>>>>>

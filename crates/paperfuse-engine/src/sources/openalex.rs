use std::collections::HashMap;
use std::time::Duration;

use async_trait::async_trait;
use reqwest::Url;
use serde_json::Value;

use paperfuse_core::{IdentifierObservation, Paper};

use crate::error::{EngineError, Result};
use crate::http::RateLimitedClient;
use crate::sources::{SourceClient, SourceFields, SourceHit};

const BASE_URL: &str = "https://api.openalex.org";
const BATCH_SIZE: usize = 50;
const SEARCH_LIMIT: u32 = 10;
const DOI_URL_PREFIX: &str = "https://doi.org/";
const WORK_URL_PREFIX: &str = "https://openalex.org/";

/// OpenAlex works API client. Batch lookup goes through the `filter=doi:`
/// endpoint, so only DOI-bearing papers are batchable; everything else falls
/// back to title search.
pub struct OpenAlexClient {
    client: RateLimitedClient,
    base_url: String,
    /// Contact address for the polite pool; appended as `mailto`.
    mailto: Option<String>,
}

impl OpenAlexClient {
    pub fn new(mailto: Option<String>) -> Result<Self> {
        Self::with_config(BASE_URL.to_string(), mailto, Duration::from_millis(100))
    }

    fn with_config(
        base_url: String,
        mailto: Option<String>,
        min_interval: Duration,
    ) -> Result<Self> {
        Ok(Self {
            client: RateLimitedClient::new(
                "openalex",
                min_interval,
                2,
                3,
                "paperfuse-engine/0.1",
            )?,
            base_url,
            mailto: mailto
                .map(|m| m.trim().to_string())
                .filter(|m| !m.is_empty()),
        })
    }

    #[cfg(test)]
    pub(crate) fn new_for_tests(base_url: String) -> Self {
        Self::with_config(base_url, None, Duration::from_millis(1)).unwrap()
    }

    fn works_endpoint(&self) -> Result<Url> {
        let mut url = Url::parse(&self.base_url)
            .map_err(|e| EngineError::Parse(format!("invalid OpenAlex base URL: {e}")))?;
        {
            let mut segs = url
                .path_segments_mut()
                .map_err(|_| EngineError::Parse("invalid OpenAlex base URL".to_string()))?;
            segs.push("works");
        }
        if let Some(mailto) = &self.mailto {
            url.query_pairs_mut().append_pair("mailto", mailto);
        }
        Ok(url)
    }
}

fn normalize_doi(raw: &str) -> String {
    raw.trim()
        .to_lowercase()
        .trim_start_matches(DOI_URL_PREFIX)
        .to_string()
}

/// Rebuild the abstract text from OpenAlex's inverted index representation.
fn reconstruct_abstract(index: &HashMap<String, Vec<u32>>) -> Option<String> {
    let max_position = index
        .values()
        .flat_map(|positions| positions.iter())
        .max()
        .copied()? as usize;

    let mut slots = vec![""; max_position + 1];
    for (word, positions) in index {
        for &pos in positions {
            let idx = pos as usize;
            if idx < slots.len() {
                slots[idx] = word;
            }
        }
    }

    let text = slots
        .into_iter()
        .filter(|token| !token.is_empty())
        .collect::<Vec<_>>()
        .join(" ");
    if text.is_empty() { None } else { Some(text) }
}

fn parse_inverted_index(v: &Value) -> Option<HashMap<String, Vec<u32>>> {
    v.get("abstract_inverted_index")
        .and_then(Value::as_object)
        .map(|obj| {
            obj.iter()
                .filter_map(|(token, positions)| {
                    let values = positions
                        .as_array()?
                        .iter()
                        .filter_map(Value::as_u64)
                        .filter_map(|n| u32::try_from(n).ok())
                        .collect::<Vec<_>>();
                    if values.is_empty() {
                        None
                    } else {
                        Some((token.clone(), values))
                    }
                })
                .collect()
        })
}

fn hit_from_work(v: &Value) -> Option<SourceHit> {
    let work_id = v.get("id").and_then(Value::as_str)?;

    let title = v
        .get("title")
        .or_else(|| v.get("display_name"))
        .and_then(Value::as_str)
        .unwrap_or_default()
        .trim()
        .to_string();

    let authors = v
        .get("authorships")
        .and_then(Value::as_array)
        .map(|arr| {
            arr.iter()
                .filter_map(|a| {
                    a.get("author")
                        .and_then(|author| author.get("display_name"))
                        .and_then(Value::as_str)
                })
                .map(ToOwned::to_owned)
                .collect::<Vec<_>>()
        })
        .unwrap_or_default();

    let year = v
        .get("publication_year")
        .and_then(Value::as_i64)
        .and_then(|n| i32::try_from(n).ok());

    let mut fields = SourceFields {
        citation_count: v.get("cited_by_count").and_then(Value::as_u64),
        abstract_text: parse_inverted_index(v)
            .as_ref()
            .and_then(reconstruct_abstract),
        ..SourceFields::default()
    };

    fields.identifiers.push(IdentifierObservation::new(
        "openalex",
        work_id.trim_start_matches(WORK_URL_PREFIX),
    ));
    if let Some(doi) = v.get("doi").and_then(Value::as_str) {
        fields
            .identifiers
            .push(IdentifierObservation::new("doi", normalize_doi(doi)));
    }

    if let Some(url) = v
        .get("open_access")
        .and_then(|oa| oa.get("oa_url"))
        .and_then(Value::as_str)
    {
        fields.urls.push(url.to_string());
    }

    Some(SourceHit {
        title,
        authors,
        year,
        fields,
    })
}

fn work_doi(v: &Value) -> Option<String> {
    v.get("doi").and_then(Value::as_str).map(normalize_doi)
}

#[async_trait]
impl SourceClient for OpenAlexClient {
    fn name(&self) -> &'static str {
        "openalex"
    }

    fn batch_size(&self) -> usize {
        BATCH_SIZE
    }

    fn key_for(&self, paper: &Paper) -> Option<String> {
        paper.ids.doi.as_deref().map(normalize_doi)
    }

    async fn lookup_batch(&self, keys: &[String]) -> Result<Vec<Option<SourceHit>>> {
        if keys.is_empty() {
            return Ok(Vec::new());
        }

        let mut url = self.works_endpoint()?;
        url.query_pairs_mut()
            .append_pair("filter", &format!("doi:{}", keys.join("|")))
            .append_pair("per-page", &keys.len().to_string());

        let response: Value = self.client.get_json(url.as_str()).await?;
        let results = response
            .get("results")
            .and_then(Value::as_array)
            .ok_or_else(|| EngineError::Parse("unexpected OpenAlex response".to_string()))?;

        // The filter endpoint returns matches in arbitrary order; realign by
        // DOI.
        let mut by_doi: HashMap<String, SourceHit> = HashMap::new();
        for work in results {
            if let (Some(doi), Some(hit)) = (work_doi(work), hit_from_work(work)) {
                by_doi.insert(doi, hit);
            }
        }
        Ok(keys.iter().map(|key| by_doi.remove(key)).collect())
    }

    async fn search_title(&self, title: &str) -> Result<Vec<SourceHit>> {
        let mut url = self.works_endpoint()?;
        url.query_pairs_mut()
            .append_pair("search", title)
            .append_pair("per-page", &SEARCH_LIMIT.to_string());

        let response: Value = self.client.get_json(url.as_str()).await?;
        Ok(response
            .get("results")
            .and_then(Value::as_array)
            .map(|items| items.iter().filter_map(hit_from_work).collect())
            .unwrap_or_default())
    }
}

<<<<<

◆ PROBLEM STATEMENT ◆
State the number of lines in the entries above that contain the word "push", and nothing more.

◆ SOLUTION FOR THIS PROBLEM ◆
4